- [TASK STATEMENT] Go through the entries below line by line and tally those holding "customer"; write only the tally.

[Records from a data collection]
"""

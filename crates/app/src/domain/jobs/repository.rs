//! Jobs Repository

use fieldwork::jobs::{Job, JobStatus, JobUuid};
use jiff::Timestamp;
use jiff_sqlx::Timestamp as SqlxTimestamp;
use sqlx::{Postgres, Transaction, query, query_as, types::Json};

use crate::domain::jobs::{
    data::{InvoiceDraft, JobFilter, NewJob},
    records::{InvoiceDraftRecord, JobRecord},
};

const LIST_JOBS_SQL: &str = include_str!("sql/list_jobs.sql");
const GET_JOB_SQL: &str = include_str!("sql/get_job.sql");
const CREATE_JOB_SQL: &str = include_str!("sql/create_job.sql");
const UPDATE_JOB_SQL: &str = include_str!("sql/update_job.sql");
const DELETE_JOB_SQL: &str = include_str!("sql/delete_job.sql");
const LIST_REVENUE_JOBS_SQL: &str = include_str!("sql/list_revenue_jobs.sql");
const UPSERT_INVOICE_DRAFT_SQL: &str = include_str!("sql/upsert_invoice_draft.sql");
const GET_INVOICE_DRAFT_SQL: &str = include_str!("sql/get_invoice_draft.sql");
const DELETE_INVOICE_DRAFT_SQL: &str = include_str!("sql/delete_invoice_draft.sql");

#[derive(Debug, Clone, Default)]
pub(crate) struct PgJobsRepository;

impl PgJobsRepository {
    #[must_use]
    pub(crate) fn new() -> Self {
        Self
    }

    pub(crate) async fn list_jobs(
        &self,
        tx: &mut Transaction<'_, Postgres>,
        filter: &JobFilter,
    ) -> Result<Vec<Job>, sqlx::Error> {
        let records = query_as::<Postgres, JobRecord>(LIST_JOBS_SQL)
            .bind(filter.scheduled_from.map(SqlxTimestamp::from))
            .bind(filter.scheduled_to.map(SqlxTimestamp::from))
            .bind(filter.status.map(|status| status.as_str()))
            .bind(filter.tech.map(|tech| tech.into_uuid()))
            .fetch_all(&mut **tx)
            .await?;

        Ok(records.into_iter().map(|record| record.0).collect())
    }

    pub(crate) async fn get_job(
        &self,
        tx: &mut Transaction<'_, Postgres>,
        job: JobUuid,
    ) -> Result<Job, sqlx::Error> {
        query_as::<Postgres, JobRecord>(GET_JOB_SQL)
            .bind(job.into_uuid())
            .fetch_one(&mut **tx)
            .await
            .map(|record| record.0)
    }

    pub(crate) async fn create_job(
        &self,
        tx: &mut Transaction<'_, Postgres>,
        job: &NewJob,
        now: Timestamp,
    ) -> Result<Job, sqlx::Error> {
        query_as::<Postgres, JobRecord>(CREATE_JOB_SQL)
            .bind(job.uuid.into_uuid())
            .bind(JobStatus::Booked.as_str())
            .bind(&job.customer.name)
            .bind(&job.customer.phone)
            .bind(job.customer.email.as_deref())
            .bind(job.customer.address.as_deref())
            .bind(&job.description)
            .bind(job.scheduled_for.map(SqlxTimestamp::from))
            .bind(job.tech_uuid.map(|tech| tech.into_uuid()))
            .bind(SqlxTimestamp::from(now))
            .fetch_one(&mut **tx)
            .await
            .map(|record| record.0)
    }

    /// Write every mutable column of `job` if the stored version is still `expected_version`.
    ///
    /// Returns `None` when another writer got there first.
    #[tracing::instrument(
        name = "jobs.repository.update_job",
        skip(self, tx, job),
        fields(job_uuid = %job.uuid),
        err
    )]
    pub(crate) async fn update_job(
        &self,
        tx: &mut Transaction<'_, Postgres>,
        job: &Job,
        expected_version: i64,
    ) -> Result<Option<Job>, sqlx::Error> {
        query_as::<Postgres, JobRecord>(UPDATE_JOB_SQL)
            .bind(job.uuid.into_uuid())
            .bind(expected_version)
            .bind(job.status.as_str())
            .bind(&job.description)
            .bind(job.scheduled_for.map(SqlxTimestamp::from))
            .bind(job.tech_uuid.map(|tech| tech.into_uuid()))
            .bind(Json(&job.line_items))
            .bind(job.price)
            .bind(job.taxable)
            .bind(job.tax_amount)
            .bind(job.payment_method.map(|method| method.as_str()))
            .bind(job.payment_amount)
            .bind(Json(&job.partial_payments))
            .bind(job.check_number.as_ref().map(|number| number.as_str()))
            .bind(job.check_photo.as_deref())
            .bind(SqlxTimestamp::from(job.updated_at))
            .bind(job.closed_at.map(SqlxTimestamp::from))
            .fetch_optional(&mut **tx)
            .await
            .map(|record| record.map(|record| record.0))
    }

    pub(crate) async fn delete_job(
        &self,
        tx: &mut Transaction<'_, Postgres>,
        job: JobUuid,
    ) -> Result<u64, sqlx::Error> {
        let rows_affected = query(DELETE_JOB_SQL)
            .bind(job.into_uuid())
            .execute(&mut **tx)
            .await?
            .rows_affected();

        Ok(rows_affected)
    }

    /// Jobs that can contribute to revenue since `from`: every open invoice plus jobs closed
    /// on or after `from`.
    pub(crate) async fn list_revenue_jobs(
        &self,
        tx: &mut Transaction<'_, Postgres>,
        from: Timestamp,
    ) -> Result<Vec<Job>, sqlx::Error> {
        let records = query_as::<Postgres, JobRecord>(LIST_REVENUE_JOBS_SQL)
            .bind(SqlxTimestamp::from(from))
            .fetch_all(&mut **tx)
            .await?;

        Ok(records.into_iter().map(|record| record.0).collect())
    }

    pub(crate) async fn upsert_invoice_draft(
        &self,
        tx: &mut Transaction<'_, Postgres>,
        job: JobUuid,
        draft: &InvoiceDraft,
    ) -> Result<InvoiceDraft, sqlx::Error> {
        query_as::<Postgres, InvoiceDraftRecord>(UPSERT_INVOICE_DRAFT_SQL)
            .bind(job.into_uuid())
            .bind(Json(&draft.line_items))
            .bind(draft.taxable)
            .fetch_one(&mut **tx)
            .await
            .map(|record| record.0)
    }

    pub(crate) async fn get_invoice_draft(
        &self,
        tx: &mut Transaction<'_, Postgres>,
        job: JobUuid,
    ) -> Result<InvoiceDraft, sqlx::Error> {
        query_as::<Postgres, InvoiceDraftRecord>(GET_INVOICE_DRAFT_SQL)
            .bind(job.into_uuid())
            .fetch_one(&mut **tx)
            .await
            .map(|record| record.0)
    }

    pub(crate) async fn delete_invoice_draft(
        &self,
        tx: &mut Transaction<'_, Postgres>,
        job: JobUuid,
    ) -> Result<u64, sqlx::Error> {
        let rows_affected = query(DELETE_INVOICE_DRAFT_SQL)
            .bind(job.into_uuid())
            .execute(&mut **tx)
            .await?
            .rows_affected();

        Ok(rows_affected)
    }
}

"""

- [ANSWER SECTION] 4